Synaptic plasticity induced in single neurones of the primary somatosensory cortex in vivo.

Experiments carried out in urethane-anaesthetized rats in which single neurones were recorded extracellularly from primary somatosensory (SI) cortex employed a procedure in which one of two vibrissal inputs was temporally paired with iontophoretic applications of glutamate. Following the pairing procedure. 31% of 49 neurones studied displayed some form of synaptic plasticity, in that responses to one or both vibrissal stimuli were altered. Homosynaptic potentiation occurred in 4 neurones, and these were recorded in layers II/III only. Homosynaptic depression occurred in 6 neurones and were mainly recorded in layer IV. Heterosynaptic depression was observed in 3 neurones. Non-selective depression was observed in 2 neurones. The duration of the induced plastic changes typically exceeded 15 min, and often lasted as long as stable recordings continued.
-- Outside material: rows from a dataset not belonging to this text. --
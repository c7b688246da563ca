//! km-dsp: filtered average-loudness engine for K-System metering.
//!
//! Realtime DSP core that turns a stream of multichannel PCM blocks into
//! calibrated average-level readings for a K-20 / K-14 / K-12 style meter.
//! Two interchangeable measurement algorithms:
//!
//! - band-limited RMS (21 kHz linear-phase FIR via FFT overlap-add, plus a
//!   fixed peak-to-average calibration offset), and
//! - ITU-R BS.1770 loudness (two-stage K-weighting IIR cascade, weighted
//!   mean-square summation across channels, LKFS).
//!
//! ## Modules
//! - `ring_buffer` - multichannel FIFO with pre-delayed window reads
//! - `biquad` - block biquad with explicit cross-block history
//! - `fir` - windowed-sinc band-limiting kernel and its spectrum
//! - `convolver` - FFT overlap-add convolution with tail carry-over
//! - `weighting` - BS.1770 pre-filter + RLB cascade
//! - `engine` - the orchestrator the host drives per block
//! - `algorithm`, `channel` - algorithm registry and channel weight map
//!
//! All buffers, kernels and FFT plans are built at construction; the
//! per-block path is allocation-free. Producer and consumer share the audio
//! thread, so no locking is involved anywhere.

pub mod algorithm;
pub mod biquad;
pub mod channel;
pub mod convolver;
pub mod engine;
pub mod error;
pub mod fir;
pub mod ring_buffer;
pub mod weighting;

pub use algorithm::AverageAlgorithm;
pub use biquad::{BiquadCoeffs, BiquadState};
pub use channel::{bs1770_channel_weight, ChannelRole};
pub use convolver::OverlapAddConvolver;
pub use engine::{AverageLevelEngine, MAX_CHANNELS, RMS_PEAK_TO_AVERAGE_DB};
pub use error::{DspError, DspResult};
pub use fir::FirKernel;
pub use ring_buffer::AudioRingBuffer;
pub use weighting::{pre_filter_coeffs, rlb_filter_coeffs, KWeighting, LKFS_OFFSET};

// Re-export the core types the engine API is expressed in.
pub use km_core::{level2decibel, Sample, SampleBlock, METER_MINIMUM_DECIBEL};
The results from experiments in which repeated glutamate applications were given alone (without synaptic input) confirmed that the non-selective changes were due to repeated glutamate applications and not the temporal pairing with synaptic responses per se. Dual recordings confirmed that plasticity was restricted to the neurone at which pairings were made, and (at the other neurone) that synaptic responses remained stable over the course of study. In some neurones homosynaptic potentiation and depression were shown to occur to the early response component (< 10 ms), suggesting that direct thalamocortical synapses are modifiable.